Thursday, February 10, 2005

Will the World and I Even Make It to my 50th Birthday?

The news that came out today about North Korea's nuclear weapons capability, while not that surprising, is certainly scary, and brings back the cold war fears of my childhood. Back when I was a Catholic grammar school student in Brooklyn, we lived with the constant spectre of The Bomb. We were reminded that the "Reds" would not think twice about vaporizing us, a warning that hit home during the Cuban Missle crisis. The routine of duck and cover was a part of the regular school routine, with the added anxiety for us girls who were reminded that a nuclear holocaust was no reason to duck and cover in an unladylike position. Uniform skirts had to be strategically placed to avoid any impropriety in our last few minutes on earth. Going to our final reward with our dresses hiked up too high was a certain ticket directly to hell.

We were told that we would never see the "mushroom cloud" that we saw in photosand flims of nuclear bomb blasts - those of us lucky enough to live in New York would most likely be vaporized instantly. When I moved to New Jersey, the consensus was that we might have a few moments to view the growing cloud before the nuclear winds flattened us.

So imagine the terror of my family, when, while driving at night on the New Jersey Turnpike, we were suddenly bathed in the glow of a huge, red, mushrooming cloud. It towered over us in the sky, and those of us in the back seat of the station wagon were riveted to it as my father floored the car. I fully expected that at any minute the nuclear wind would catch up to us, and I was not at all happy when my father pulled over to call the local radio station to tell them The Bomb had been dropped on New York. They hung up on him.

Later, when we had made it to our house without being burnt or blasted, we found out that actually, an oil refinery in northern New Jersey had experienced a huge explosion and fire. It wasn't The Bomb after all.

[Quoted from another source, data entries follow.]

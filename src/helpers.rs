//! Date conversion and result-stream helpers shared by the loader and writer.

use crate::error::{NeoError, Result};
use chrono::NaiveDateTime;

/// Format of calendar dates in close-approach source data, e.g. `1900-Jan-01 00:11`.
pub const SOURCE_DATETIME_FORMAT: &str = "%Y-%b-%d %H:%M";

/// Canonical output format, e.g. `1900-01-01 00:11`.
pub const OUTPUT_DATETIME_FORMAT: &str = "%Y-%m-%d %H:%M";

/// Parse a close-approach calendar date (`YYYY-Mon-DD HH:MM`) into a naive date-time.
///
/// # Examples
///
/// ```
/// use neodb::helpers::{cd_to_datetime, datetime_to_str};
///
/// let time = cd_to_datetime("2020-Jan-01 12:30")?;
/// assert_eq!(datetime_to_str(&time), "2020-01-01 12:30");
/// # Ok::<(), neodb::NeoError>(())
/// ```
pub fn cd_to_datetime(calendar_date: &str) -> Result<NaiveDateTime> {
    let trimmed = calendar_date.trim();
    NaiveDateTime::parse_from_str(trimmed, SOURCE_DATETIME_FORMAT).map_err(|source| {
        NeoError::InvalidTimestamp {
            value: trimmed.to_string(),
            source,
        }
    })
}

/// Render a date-time as `YYYY-MM-DD HH:MM` (no seconds, no timezone).
pub fn datetime_to_str(time: &NaiveDateTime) -> String {
    time.format(OUTPUT_DATETIME_FORMAT).to_string()
}

/// Render a number for CSV output, always in positional notation.
///
/// Integral values keep a trailing `.0`, and NaN (an unknown value) becomes `nan`.
///
/// ```
/// use neodb::helpers::format_float;
///
/// assert_eq!(format_float(1.0), "1.0");
/// assert_eq!(format_float(1e-7), "0.0000001");
/// assert_eq!(format_float(f64::NAN), "nan");
/// ```
pub fn format_float(value: f64) -> String {
    if value.is_nan() {
        return "nan".to_string();
    }
    let mut text = value.to_string();
    if value.is_finite() && !text.contains('.') {
        text.push_str(".0");
    }
    text
}

/// Lazily cap a result stream at `n` items. `None` and `Some(0)` mean unlimited.
pub fn limit<I>(iter: I, n: Option<usize>) -> std::iter::Take<I::IntoIter>
where
    I: IntoIterator,
{
    let cap = match n {
        Some(0) | None => usize::MAX,
        Some(n) => n,
    };
    iter.into_iter().take(cap)
}
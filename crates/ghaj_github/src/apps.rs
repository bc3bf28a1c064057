use crate::error::{Error, SigningError};
use crate::key::{load_key, SigningKey};
use chrono::Utc;
use jsonwebtoken::errors::ErrorKind;
use jsonwebtoken::{encode, Algorithm, EncodingKey, Header};
use serde::{Deserialize, Serialize};
use std::fmt;
use std::path::PathBuf;

/// Seconds between `iat` and `exp`. GitHub accepts at most 10 minutes.
pub const TOKEN_LIFETIME_SECS: i64 = 5 * 60;

/// Payload of a GitHub App JWT.
#[derive(Debug, Clone, PartialEq, Eq, Serialize, Deserialize)]
pub struct Claims {
    /// Issued at time
    #[serde(rename = "iat")]
    pub issued_at: i64,
    /// JWT expiration time
    #[serde(rename = "exp")]
    pub expires_at: i64,
    /// GitHub App's identifier
    #[serde(rename = "iss")]
    pub issuer: String,
}

/// `expires_at` saturates at `i64::MAX` instead of overflowing.
pub fn build_claims(issuer_id: &str, now: i64) -> Claims {
    Claims {
        issued_at: now,
        expires_at: now.saturating_add(TOKEN_LIFETIME_SECS),
        issuer: issuer_id.to_owned(),
    }
}

/// Compact `header.payload.signature` JWT.
#[derive(Clone, PartialEq, Eq)]
pub struct Token(String);

impl Token {
    pub fn as_str(&self) -> &str {
        &self.0
    }
}

impl fmt::Display for Token {
    fn fmt(&self, f: &mut fmt::Formatter<'_>) -> fmt::Result {
        f.write_str(&self.0)
    }
}

// The token is a bearer credential; keep it out of logs.
impl fmt::Debug for Token {
    fn fmt(&self, f: &mut fmt::Formatter<'_>) -> fmt::Result {
        f.write_str("Token(..)")
    }
}

/// Signs `claims` with RS256.
pub fn sign(claims: &Claims, key: &SigningKey) -> Result<Token, SigningError> {
    let header = Header::new(Algorithm::RS256);
    let encoding_key =
        EncodingKey::from_rsa_pem(key.as_bytes()).map_err(SigningError::InvalidKey)?;

    // PEM framing and key type are checked above. Broken RSA material only
    // surfaces once ring parses the DER while signing.
    let token = encode(&header, claims, &encoding_key).map_err(|err| match err.kind() {
        ErrorKind::InvalidRsaKey(_) | ErrorKind::InvalidKeyFormat => SigningError::InvalidKey(err),
        _ => SigningError::Encode(err),
    })?;
    Ok(Token(token))
}

#[derive(Debug, Clone)]
pub struct IssuerConfig {
    /// GitHub App ID, used verbatim as `iss`.
    pub issuer_id: String,
    /// PEM-encoded RSA private key downloaded from the App settings.
    pub key_path: PathBuf,
}

/// Issues App JWTs for a single GitHub App.
///
/// The key file is read again on every call. Nothing is cached between
/// tokens.
#[derive(Debug)]
pub struct TokenIssuer {
    config: IssuerConfig,
}

impl TokenIssuer {
    pub fn new(config: IssuerConfig) -> Self {
        TokenIssuer { config }
    }

    /// Issues a token valid from now until `TOKEN_LIFETIME_SECS` from now.
    #[tracing::instrument(skip(self), fields(issuer = %self.config.issuer_id))]
    pub fn run(&self) -> Result<Token, Error> {
        let key = load_key(&self.config.key_path)?;
        let now = Utc::now().timestamp();
        self.sign_with(&key, now)
    }

    /// Like `run`, with `now` supplied by the caller.
    pub fn issue_at(&self, now: i64) -> Result<Token, Error> {
        let key = load_key(&self.config.key_path)?;
        self.sign_with(&key, now)
    }

    fn sign_with(&self, key: &SigningKey, now: i64) -> Result<Token, Error> {
        let claims = build_claims(&self.config.issuer_id, now);
        let token = sign(&claims, key)?;
        tracing::debug!(
            iat = claims.issued_at,
            exp = claims.expires_at,
            "issued app token"
        );
        Ok(token)
    }
}
use tracing_subscriber::EnvFilter;

pub use tracing::{debug, error, info, info_span, instrument, span::Span, trace, warn};

pub type BoxError = Box<dyn std::error::Error + Send + Sync>;

const DEFAULT_FILTER: &str = "info";

/// Installs the global subscriber. Logs go to stderr so stdout stays free
/// for program output.
pub fn setup() -> Result<(), BoxError> {
    let filter =
        EnvFilter::try_from_default_env().unwrap_or_else(|_| EnvFilter::new(DEFAULT_FILTER));
    init_subscriber(filter)
}

#[cfg(debug_assertions)]
fn init_subscriber(filter: EnvFilter) -> Result<(), BoxError> {
    tracing_subscriber::fmt()
        .with_env_filter(filter)
        .with_writer(std::io::stderr)
        .try_init()
}

#[cfg(not(debug_assertions))]
fn init_subscriber(filter: EnvFilter) -> Result<(), BoxError> {
    tracing_subscriber::fmt()
        .json()
        .with_env_filter(filter)
        .with_writer(std::io::stderr)
        .try_init()
}
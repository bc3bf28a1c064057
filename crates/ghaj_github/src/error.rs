use std::io;
use std::path::PathBuf;
use thiserror::Error;

/// The private key file could not be read.
#[derive(Debug, Error)]
#[error("cannot read private key {}: {source}", .path.display())]
pub struct KeyLoadError {
    pub path: PathBuf,
    #[source]
    pub source: io::Error,
}

#[derive(Debug, Error)]
pub enum SigningError {
    /// Key bytes are not a PEM-encoded RSA private key.
    #[error("private key is not a valid PEM-encoded RSA key: {0}")]
    InvalidKey(#[source] jsonwebtoken::errors::Error),

    /// The key parsed but RS256 signing rejected it.
    #[error("signing token failed: {0}")]
    Encode(#[source] jsonwebtoken::errors::Error),
}

#[derive(Debug, Error)]
pub enum Error {
    #[error(transparent)]
    KeyLoad(#[from] KeyLoadError),

    #[error(transparent)]
    Signing(#[from] SigningError),
}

My kids haven't grown up believing that we could be attacked at any minute - that is, until 9-11. As a New Jersey family this struck particularly hard, we know families who lost loved ones, we've talked face to face with survivors. The haunting spectre for them has become the possibility of suicide attackers dropping from the skies and lurking in the mall. And with today's revelation comes a new shadow over them, the old shadow of The Bomb.